Table 1 also introduces a normal form for each of these description logic languages, and w.l.o.g. we assume that any ontology introduced is restricted to these axioms. Each axiom in Table 1 corresponds to a single logic rule, provided on the right. We define π(·) as the translation function from axioms to logic rules; the function can be trivially extended to sets of axioms by mapping π over the set and to knowledge bases (i.e., π(K)={π(α)∣α∈A∪T∪R}). Furthermore, we define ΠK=π(K)⊥,≈ as the logic program derived from K extended with bottom and equality axiomatization rules (as defined in [14]).

OWL 2 profiles [53] have been defined as fragments of OWL 2, designed to provide a desirable balance between computational complexity of standard reasoning tasks and expressiveness of the ontology language. We will define these standard profiles as fragments of Horn-ALCHOIQ.55

A conjunctive query (CQ) q is a formula ∃y→.ψ(x→,y→) with ψ(x→,y→) a conjunction of function–free atoms over x→∪y→, and x→, y→ are called answer variables and bounded variables, respectively. We call boolean conjunctive query (BCQ) a query where |x→|=0 (i.e., the set of answer variable is empty). A query is atomic if ψ(x→,y→) consists of a single atom and |y→|=0.

A knowledge base K=⟨T∪R,A⟩ is satisfiable if ΠK⊭∃y.⊥(y). A tuple of constants a→ is a possible answer to q w.r.t. K if |a→|=|x→| and each constant in a→ occurs in K. a→ is a certain answer to q w.r.t. K if K is unsatisfiable or a→ is a possible answer and ΠK⊧∃y→.ψ(a→,y→). The set of certain answers to a query q is denoted by cert(q,K). We say that a possible answer a→ is a ground answer to q w.r.t. a satisfiable knowledge base K if a tuple of constants e→ in K exists such that |y→|=|e→| and ΠK⊧ψ(a→,e→). We denote the set of ground answers with ground(q,K). It is straightforward to see that ground(q,K)⊆cert(q,K).

CQs can be alternatively represented as Datalog rules. Let Pq a fresh predicate of arity |x→| uniquely associated with q. Then let qr=Pq(x→)←ψ(x→,y→) be the Datalog rule representing q. This allows to characterize certain answers by means of entailment of a single fact, i.e., a→∈cert(q,K) iff ΠK∪{qr}⊧Pq(a→).

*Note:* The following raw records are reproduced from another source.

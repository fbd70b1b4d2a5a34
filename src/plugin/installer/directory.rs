//! 目录来源
//!
//! 来源是已经展开的目录：目录内直接放元数据文件，以及一个与插件同名的条目。

use std::path::{Path, PathBuf};

use tracing::debug;

use super::fs::Fs;
use super::stream::{copy_tree, recreate_dir};
use super::types::{InstallerConfig, SourceError};
use super::validator::clean_locator;
use crate::plugin::{MetadataLoader, Plugin};

/// 解析目录来源，返回规范化后的目录和插件描述
pub fn parse(
    fs: &dyn Fs,
    loader: &dyn MetadataLoader,
    locator: &str,
) -> Result<(PathBuf, Plugin), SourceError> {
    let path = clean_locator(locator);

    if !fs.stat(&path)?.is_dir {
        return Err(SourceError::NotDirectory);
    }

    let plugin = loader.load(fs, &path)?;
    let payload = path.join(&plugin.name);

    if let Err(e) = fs.stat(&payload) {
        return Err(SourceError::PayloadMissing {
            path: payload,
            source: e,
        });
    }

    Ok((path, plugin))
}

/// 将 `<src>/<name>` 复制到 `<dest>/<name>`
///
/// 同名条目是单个文件或符号链接时落到 `<dest>/<name>/<name>`，与压缩包来源的布局一致。
pub fn install(
    fs: &dyn Fs,
    config: &InstallerConfig,
    dest: &Path,
    src: &Path,
    plugin: &Plugin,
) -> Result<(), SourceError> {
    let src = src.join(&plugin.name);
    let mut dest = dest.join(&plugin.name);

    recreate_dir(fs, &dest, config.dir_mode)?;

    if !fs.lstat(&src)?.is_dir {
        dest = dest.join(&plugin.name);
    }

    debug!("[PLUGIN_INSTALL] 复制 {} -> {}", src.display(), dest.display());
    copy_tree(fs, &src, &dest, config)?;

    Ok(())
}

#[cfg(test)]
mod tests {
    use super::*;
    use crate::plugin::installer::fs::{FileInfo, MockFs, OsFs};
    use crate::plugin::{YamlMetadataLoader, METADATA_FILE};
    use std::fs;
    use std::io::{self, Cursor};
    use tempfile::TempDir;

    const METADATA: &str = "name: my-plugin\nenabled: true\n";

    fn stat_dir(mock: &mut MockFs, path: &'static str) {
        mock.expect_stat()
            .withf(move |p: &Path| p == Path::new(path))
            .returning(|_| Ok(FileInfo::dir("random", 0o755)));
    }

    fn open_metadata(mock: &mut MockFs, path: &'static str) {
        mock.expect_open()
            .withf(move |p: &Path| p == Path::new(path))
            .returning(|_| {
                Ok(Box::new(Cursor::new(METADATA.as_bytes().to_vec()))
                    as Box<dyn crate::plugin::installer::fs::FileHandle>)
            });
    }

    #[test]
    fn test_parse_path_does_not_exist() {
        let mut mock = MockFs::new();
        mock.expect_stat()
            .returning(|_| Err(io::Error::from(io::ErrorKind::NotFound)));

        let err = parse(&mock, &YamlMetadataLoader, "/tmp").unwrap_err();

        assert!(err.is_not_found());
    }

    #[test]
    fn test_parse_path_is_not_directory() {
        let mut mock = MockFs::new();
        mock.expect_stat()
            .returning(|_| Ok(FileInfo::file("random", 10, 0o644)));

        let err = parse(&mock, &YamlMetadataLoader, "/tmp/random").unwrap_err();

        assert!(matches!(err, SourceError::NotDirectory));
        assert_eq!(err.to_string(), "plugin is not a directory");
    }

    #[test]
    fn test_parse_metadata_does_not_exist() {
        let mut mock = MockFs::new();
        stat_dir(&mut mock, "/tmp");
        mock.expect_open()
            .returning(|_| Err(io::Error::from(io::ErrorKind::NotFound)));

        let err = parse(&mock, &YamlMetadataLoader, "/tmp").unwrap_err();

        assert!(err.is_metadata_missing());
    }

    #[test]
    fn test_parse_plugin_not_found() {
        let mut mock = MockFs::new();
        stat_dir(&mut mock, "/tmp");
        open_metadata(&mut mock, "/tmp/.plugin.registry.yaml");
        mock.expect_stat()
            .withf(|p: &Path| p == Path::new("/tmp/my-plugin"))
            .returning(|_| Err(io::Error::new(io::ErrorKind::NotFound, "file does not exist")));

        let err = parse(&mock, &YamlMetadataLoader, "file:///tmp/").unwrap_err();

        assert!(matches!(err, SourceError::PayloadMissing { .. }));
        assert_eq!(err.to_string(), "/tmp/my-plugin: file does not exist");
    }

    #[test]
    fn test_parse_success() {
        let mut mock = MockFs::new();
        stat_dir(&mut mock, "/tmp");
        open_metadata(&mut mock, "/tmp/.plugin.registry.yaml");
        mock.expect_stat()
            .withf(|p: &Path| p == Path::new("/tmp/my-plugin"))
            .returning(|_| Ok(FileInfo::file("my-plugin", 12, 0o755)));

        let (path, plugin) = parse(&mock, &YamlMetadataLoader, "/tmp").unwrap();

        assert_eq!(path, PathBuf::from("/tmp"));
        assert_eq!(plugin, Plugin::new("my-plugin").with_enabled(true));
    }

    #[test]
    fn test_install_recreate_fail() {
        let mut mock = MockFs::new();
        mock.expect_remove_all()
            .withf(|p: &Path| p == Path::new("/dest/my-plugin"))
            .times(1)
            .returning(|_| Err(io::Error::new(io::ErrorKind::Other, "remove error")));

        let err = install(
            &mock,
            &InstallerConfig::default(),
            Path::new("/dest"),
            Path::new("/src"),
            &Plugin::new("my-plugin"),
        )
        .unwrap_err();

        assert_eq!(err.to_string(), "remove error");
    }

    #[test]
    fn test_install_nested_directory() {
        let temp_dir = TempDir::new().unwrap();
        let src = temp_dir.path().join("src");
        fs::create_dir_all(src.join("my-plugin/lib")).unwrap();
        fs::write(src.join(METADATA_FILE), METADATA).unwrap();
        fs::write(src.join("my-plugin/my-plugin"), "#!/bin/bash\n").unwrap();
        fs::write(src.join("my-plugin/lib/helper.sh"), "echo hi\n").unwrap();
        let dest = temp_dir.path().join("dest");

        install(
            &OsFs,
            &InstallerConfig::default(),
            &dest,
            &src,
            &Plugin::new("my-plugin"),
        )
        .unwrap();

        assert_eq!(
            fs::read_to_string(dest.join("my-plugin/my-plugin")).unwrap(),
            "#!/bin/bash\n"
        );
        assert_eq!(
            fs::read_to_string(dest.join("my-plugin/lib/helper.sh")).unwrap(),
            "echo hi\n"
        );
        assert!(!dest.join("my-plugin").join(METADATA_FILE).exists());
    }
}
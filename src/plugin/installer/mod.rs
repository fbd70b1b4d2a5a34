//! 插件安装器模块
//!
//! 将插件从来源落到目标目录 `<dest>/<name>`：
//! - 已展开的目录
//! - gzip 单文件或 tar.gz
//! - zip
//!
//! [`Dispatcher`] 按注册顺序探测来源格式，选中第一个匹配的 [`Installer`]。
//! 压缩包条目在写入前都会经过越界检查。

mod directory;
mod fs;
mod gzip;
mod installer;
mod registry;
mod stream;
mod types;
mod validator;
mod zip_file;

pub use fs::{FileHandle, FileInfo, Fs, OsFs};
pub use installer::Installer;
pub use registry::{Dispatcher, FactoryFn, ProbeFn, Registration};
pub use types::{
    InstallContext, InstallError, InstallStage, InstallerConfig, SourceError, SourceFormat,
};
pub use validator::{clean_path, is_within};
//! 插件模块
//!
//! - 插件描述与元数据文件格式
//! - 元数据加载
//! - 插件安装

pub mod installer;
mod loader;
mod types;

pub use loader::{MetadataLoader, YamlMetadataLoader};
pub use types::{Artifact, ArtifactIdentifier, Artifacts, Plugin, PluginError, METADATA_FILE};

We say that q is internalizable if it can be turned into an ontology axiom. This process is known as rolling-up [36] and is implemented in some solvers (e.g., Pellet [71]) to provide sound and complete CQ answering over OWL 2 DL over certain answer semantics when considering internalizable queries.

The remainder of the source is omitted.